■ **Collected data**:
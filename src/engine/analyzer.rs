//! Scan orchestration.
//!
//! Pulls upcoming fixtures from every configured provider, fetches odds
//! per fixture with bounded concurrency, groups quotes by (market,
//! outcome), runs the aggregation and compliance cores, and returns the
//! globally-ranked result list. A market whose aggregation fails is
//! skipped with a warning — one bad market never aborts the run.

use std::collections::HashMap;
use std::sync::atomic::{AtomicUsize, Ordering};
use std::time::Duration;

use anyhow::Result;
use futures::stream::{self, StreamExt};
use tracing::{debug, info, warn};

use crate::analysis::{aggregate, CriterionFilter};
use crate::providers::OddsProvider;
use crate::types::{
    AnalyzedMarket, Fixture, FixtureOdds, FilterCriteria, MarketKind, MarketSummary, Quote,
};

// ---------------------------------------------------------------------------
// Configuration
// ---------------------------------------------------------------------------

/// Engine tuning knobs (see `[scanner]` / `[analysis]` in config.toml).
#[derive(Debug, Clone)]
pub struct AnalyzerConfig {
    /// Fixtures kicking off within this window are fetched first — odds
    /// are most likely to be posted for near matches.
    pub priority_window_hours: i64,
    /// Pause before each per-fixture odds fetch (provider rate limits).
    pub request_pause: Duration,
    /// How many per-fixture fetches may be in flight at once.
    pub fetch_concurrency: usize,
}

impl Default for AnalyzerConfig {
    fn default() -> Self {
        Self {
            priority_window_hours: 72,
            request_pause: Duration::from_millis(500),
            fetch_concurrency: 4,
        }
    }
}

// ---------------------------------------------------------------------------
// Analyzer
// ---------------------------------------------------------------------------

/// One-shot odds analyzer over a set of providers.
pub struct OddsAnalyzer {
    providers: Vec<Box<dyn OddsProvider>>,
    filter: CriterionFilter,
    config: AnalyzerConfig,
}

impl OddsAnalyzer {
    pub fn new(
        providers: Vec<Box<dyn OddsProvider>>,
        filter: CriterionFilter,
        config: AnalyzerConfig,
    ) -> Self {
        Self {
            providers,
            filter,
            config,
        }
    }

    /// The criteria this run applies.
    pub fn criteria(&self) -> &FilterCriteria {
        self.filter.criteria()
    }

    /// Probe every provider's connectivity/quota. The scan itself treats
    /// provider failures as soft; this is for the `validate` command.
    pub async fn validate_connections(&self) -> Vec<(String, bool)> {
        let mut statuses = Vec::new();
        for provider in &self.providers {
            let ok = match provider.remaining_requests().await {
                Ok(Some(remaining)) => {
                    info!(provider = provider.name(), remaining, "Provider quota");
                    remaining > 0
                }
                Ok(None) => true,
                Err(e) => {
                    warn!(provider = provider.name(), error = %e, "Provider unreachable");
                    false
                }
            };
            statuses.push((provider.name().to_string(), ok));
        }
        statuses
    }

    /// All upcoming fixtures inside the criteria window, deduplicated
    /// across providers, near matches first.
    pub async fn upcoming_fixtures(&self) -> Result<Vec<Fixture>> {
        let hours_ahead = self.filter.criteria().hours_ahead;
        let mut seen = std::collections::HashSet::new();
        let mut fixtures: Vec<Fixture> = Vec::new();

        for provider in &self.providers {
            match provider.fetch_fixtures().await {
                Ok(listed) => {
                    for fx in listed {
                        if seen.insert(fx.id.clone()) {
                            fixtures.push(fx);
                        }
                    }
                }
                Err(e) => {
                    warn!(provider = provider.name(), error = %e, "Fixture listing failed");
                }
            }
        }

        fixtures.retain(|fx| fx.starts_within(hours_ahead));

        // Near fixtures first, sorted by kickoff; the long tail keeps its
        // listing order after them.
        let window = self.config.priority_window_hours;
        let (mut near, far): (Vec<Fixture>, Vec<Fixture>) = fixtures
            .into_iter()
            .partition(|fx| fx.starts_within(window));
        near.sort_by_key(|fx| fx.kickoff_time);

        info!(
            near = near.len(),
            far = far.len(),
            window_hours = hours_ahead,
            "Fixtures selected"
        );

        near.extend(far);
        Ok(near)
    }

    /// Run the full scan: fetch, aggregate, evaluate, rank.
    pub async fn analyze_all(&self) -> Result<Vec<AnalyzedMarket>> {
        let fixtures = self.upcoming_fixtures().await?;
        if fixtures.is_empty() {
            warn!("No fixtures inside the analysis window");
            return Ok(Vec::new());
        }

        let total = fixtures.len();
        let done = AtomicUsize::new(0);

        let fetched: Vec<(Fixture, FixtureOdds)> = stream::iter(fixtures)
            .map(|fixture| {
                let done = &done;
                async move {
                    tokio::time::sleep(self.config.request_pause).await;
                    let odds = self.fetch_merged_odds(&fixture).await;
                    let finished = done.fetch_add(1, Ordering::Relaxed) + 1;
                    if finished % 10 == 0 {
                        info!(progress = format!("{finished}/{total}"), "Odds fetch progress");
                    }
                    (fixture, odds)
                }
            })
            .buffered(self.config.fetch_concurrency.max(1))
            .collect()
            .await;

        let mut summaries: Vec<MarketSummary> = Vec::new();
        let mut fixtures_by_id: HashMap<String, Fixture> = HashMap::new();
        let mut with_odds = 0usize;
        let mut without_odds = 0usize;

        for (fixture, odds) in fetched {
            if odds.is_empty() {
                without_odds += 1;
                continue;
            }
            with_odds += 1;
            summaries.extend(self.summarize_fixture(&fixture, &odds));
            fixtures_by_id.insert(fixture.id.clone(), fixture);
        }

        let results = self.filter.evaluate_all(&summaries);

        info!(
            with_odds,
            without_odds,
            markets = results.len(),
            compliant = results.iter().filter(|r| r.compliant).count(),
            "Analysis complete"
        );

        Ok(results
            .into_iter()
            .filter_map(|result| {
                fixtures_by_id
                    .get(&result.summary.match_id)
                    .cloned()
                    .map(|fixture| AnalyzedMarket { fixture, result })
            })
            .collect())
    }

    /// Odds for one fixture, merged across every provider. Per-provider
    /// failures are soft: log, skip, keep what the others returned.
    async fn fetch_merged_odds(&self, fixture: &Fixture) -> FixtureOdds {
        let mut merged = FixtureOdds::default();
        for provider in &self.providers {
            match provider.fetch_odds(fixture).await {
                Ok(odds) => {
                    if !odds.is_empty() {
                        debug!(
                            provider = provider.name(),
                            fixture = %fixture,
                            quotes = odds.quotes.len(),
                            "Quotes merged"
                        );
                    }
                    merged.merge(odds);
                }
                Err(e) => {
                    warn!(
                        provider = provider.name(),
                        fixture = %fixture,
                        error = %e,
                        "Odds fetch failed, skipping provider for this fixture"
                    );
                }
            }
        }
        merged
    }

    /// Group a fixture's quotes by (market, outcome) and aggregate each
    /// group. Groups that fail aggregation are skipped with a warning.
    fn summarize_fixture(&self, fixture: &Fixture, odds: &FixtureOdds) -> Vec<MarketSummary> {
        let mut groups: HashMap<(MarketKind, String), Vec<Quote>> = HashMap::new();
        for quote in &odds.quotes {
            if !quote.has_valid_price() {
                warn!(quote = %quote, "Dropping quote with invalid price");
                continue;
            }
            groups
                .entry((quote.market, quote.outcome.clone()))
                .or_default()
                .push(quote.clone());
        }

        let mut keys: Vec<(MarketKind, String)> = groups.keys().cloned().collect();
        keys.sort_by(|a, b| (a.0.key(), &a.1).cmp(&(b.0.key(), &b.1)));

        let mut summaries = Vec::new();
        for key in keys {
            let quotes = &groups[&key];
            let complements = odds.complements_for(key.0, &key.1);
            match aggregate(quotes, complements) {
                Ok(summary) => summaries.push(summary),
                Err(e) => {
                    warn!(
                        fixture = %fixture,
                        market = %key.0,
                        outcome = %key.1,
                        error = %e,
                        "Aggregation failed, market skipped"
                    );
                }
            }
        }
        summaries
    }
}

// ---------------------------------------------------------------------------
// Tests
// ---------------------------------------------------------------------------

■ **Activity**:
Set down the records again without altering a word.

■ **Result for this exercise**:
filename src/engine/analyzer.rs
//! Scan orchestration.
//!
//! Pulls upcoming fixtures from every configured provider, fetches odds
//! per fixture with bounded concurrency, groups quotes by (market,
//! outcome), runs the aggregation and compliance cores, and returns the
//! globally-ranked result list. A market whose aggregation fails is
//! skipped with a warning — one bad market never aborts the run.

use std::collections::HashMap;
use std::sync::atomic::{AtomicUsize, Ordering};
use std::time::Duration;

use anyhow::Result;
use futures::stream::{self, StreamExt};
use tracing::{debug, info, warn};

use crate::analysis::{aggregate, CriterionFilter};
use crate::providers::OddsProvider;
use crate::types::{
    AnalyzedMarket, Fixture, FixtureOdds, FilterCriteria, MarketKind, MarketSummary, Quote,
};

// ---------------------------------------------------------------------------
// Configuration
// ---------------------------------------------------------------------------

/// Engine tuning knobs (see `[scanner]` / `[analysis]` in config.toml).
#[derive(Debug, Clone)]
pub struct AnalyzerConfig {
    /// Fixtures kicking off within this window are fetched first — odds
    /// are most likely to be posted for near matches.
    pub priority_window_hours: i64,
    /// Pause before each per-fixture odds fetch (provider rate limits).
    pub request_pause: Duration,
    /// How many per-fixture fetches may be in flight at once.
    pub fetch_concurrency: usize,
}

impl Default for AnalyzerConfig {
    fn default() -> Self {
        Self {
            priority_window_hours: 72,
            request_pause: Duration::from_millis(500),
            fetch_concurrency: 4,
        }
    }
}

// ---------------------------------------------------------------------------
// Analyzer
// ---------------------------------------------------------------------------

/// One-shot odds analyzer over a set of providers.
pub struct OddsAnalyzer {
    providers: Vec<Box<dyn OddsProvider>>,
    filter: CriterionFilter,
    config: AnalyzerConfig,
}

impl OddsAnalyzer {
    pub fn new(
        providers: Vec<Box<dyn OddsProvider>>,
        filter: CriterionFilter,
        config: AnalyzerConfig,
    ) -> Self {
        Self {
            providers,
            filter,
            config,
        }
    }

    /// The criteria this run applies.
    pub fn criteria(&self) -> &FilterCriteria {
        self.filter.criteria()
    }

    /// Probe every provider's connectivity/quota. The scan itself treats
    /// provider failures as soft; this is for the `validate` command.
    pub async fn validate_connections(&self) -> Vec<(String, bool)> {
        let mut statuses = Vec::new();
        for provider in &self.providers {
            let ok = match provider.remaining_requests().await {
                Ok(Some(remaining)) => {
                    info!(provider = provider.name(), remaining, "Provider quota");
                    remaining > 0
                }
                Ok(None) => true,
                Err(e) => {
                    warn!(provider = provider.name(), error = %e, "Provider unreachable");
                    false
                }
            };
            statuses.push((provider.name().to_string(), ok));
        }
        statuses
    }

    /// All upcoming fixtures inside the criteria window, deduplicated
    /// across providers, near matches first.
    pub async fn upcoming_fixtures(&self) -> Result<Vec<Fixture>> {
        let hours_ahead = self.filter.criteria().hours_ahead;
        let mut seen = std::collections::HashSet::new();
        let mut fixtures: Vec<Fixture> = Vec::new();

        for provider in &self.providers {
            match provider.fetch_fixtures().await {
                Ok(listed) => {
                    for fx in listed {
                        if seen.insert(fx.id.clone()) {
                            fixtures.push(fx);
                        }
                    }
                }
                Err(e) => {
                    warn!(provider = provider.name(), error = %e, "Fixture listing failed");
                }
            }
        }

        fixtures.retain(|fx| fx.starts_within(hours_ahead));

        // Near fixtures first, sorted by kickoff; the long tail keeps its
        // listing order after them.
        let window = self.config.priority_window_hours;
        let (mut near, far): (Vec<Fixture>, Vec<Fixture>) = fixtures
            .into_iter()
            .partition(|fx| fx.starts_within(window));
        near.sort_by_key(|fx| fx.kickoff_time);

        info!(
            near = near.len(),
            far = far.len(),
            window_hours = hours_ahead,
            "Fixtures selected"
        );

        near.extend(far);
        Ok(near)
    }

    /// Run the full scan: fetch, aggregate, evaluate, rank.
    pub async fn analyze_all(&self) -> Result<Vec<AnalyzedMarket>> {
        let fixtures = self.upcoming_fixtures().await?;
        if fixtures.is_empty() {
            warn!("No fixtures inside the analysis window");
            return Ok(Vec::new());
        }

        let total = fixtures.len();
        let done = AtomicUsize::new(0);

        let fetched: Vec<(Fixture, FixtureOdds)> = stream::iter(fixtures)
            .map(|fixture| {
                let done = &done;
                async move {
                    tokio::time::sleep(self.config.request_pause).await;
                    let odds = self.fetch_merged_odds(&fixture).await;
                    let finished = done.fetch_add(1, Ordering::Relaxed) + 1;
                    if finished % 10 == 0 {
                        info!(progress = format!("{finished}/{total}"), "Odds fetch progress");
                    }
                    (fixture, odds)
                }
            })
            .buffered(self.config.fetch_concurrency.max(1))
            .collect()
            .await;

        let mut summaries: Vec<MarketSummary> = Vec::new();
        let mut fixtures_by_id: HashMap<String, Fixture> = HashMap::new();
        let mut with_odds = 0usize;
        let mut without_odds = 0usize;

        for (fixture, odds) in fetched {
            if odds.is_empty() {
                without_odds += 1;
                continue;
            }
            with_odds += 1;
            summaries.extend(self.summarize_fixture(&fixture, &odds));
            fixtures_by_id.insert(fixture.id.clone(), fixture);
        }

        let results = self.filter.evaluate_all(&summaries);

        info!(
            with_odds,
            without_odds,
            markets = results.len(),
            compliant = results.iter().filter(|r| r.compliant).count(),
            "Analysis complete"
        );

        Ok(results
            .into_iter()
            .filter_map(|result| {
                fixtures_by_id
                    .get(&result.summary.match_id)
                    .cloned()
                    .map(|fixture| AnalyzedMarket { fixture, result })
            })
            .collect())
    }

    /// Odds for one fixture, merged across every provider. Per-provider
    /// failures are soft: log, skip, keep what the others returned.
    async fn fetch_merged_odds(&self, fixture: &Fixture) -> FixtureOdds {
        let mut merged = FixtureOdds::default();
        for provider in &self.providers {
            match provider.fetch_odds(fixture).await {
                Ok(odds) => {
                    if !odds.is_empty() {
                        debug!(
                            provider = provider.name(),
                            fixture = %fixture,
                            quotes = odds.quotes.len(),
                            "Quotes merged"
                        );
                    }
                    merged.merge(odds);
                }
                Err(e) => {
                    warn!(
                        provider = provider.name(),
                        fixture = %fixture,
                        error = %e,
                        "Odds fetch failed, skipping provider for this fixture"
                    );
                }
            }
        }
        merged
    }

    /// Group a fixture's quotes by (market, outcome) and aggregate each
    /// group. Groups that fail aggregation are skipped with a warning.
    fn summarize_fixture(&self, fixture: &Fixture, odds: &FixtureOdds) -> Vec<MarketSummary> {
        let mut groups: HashMap<(MarketKind, String), Vec<Quote>> = HashMap::new();
        for quote in &odds.quotes {
            if !quote.has_valid_price() {
                warn!(quote = %quote, "Dropping quote with invalid price");
                continue;
            }
            groups
                .entry((quote.market, quote.outcome.clone()))
                .or_default()
                .push(quote.clone());
        }

        let mut keys: Vec<(MarketKind, String)> = groups.keys().cloned().collect();
        keys.sort_by(|a, b| (a.0.key(), &a.1).cmp(&(b.0.key(), &b.1)));

        let mut summaries = Vec::new();
        for key in keys {
            let quotes = &groups[&key];
            let complements = odds.complements_for(key.0, &key.1);
            match aggregate(quotes, complements) {
                Ok(summary) => summaries.push(summary),
                Err(e) => {
                    warn!(
                        fixture = %fixture,
                        market = %key.0,
                        outcome = %key.1,
                        error = %e,
                        "Aggregation failed, market skipped"
                    );
                }
            }
        }
        summaries
    }
}

// ---------------------------------------------------------------------------
// Tests
// ---------------------------------------------------------------------------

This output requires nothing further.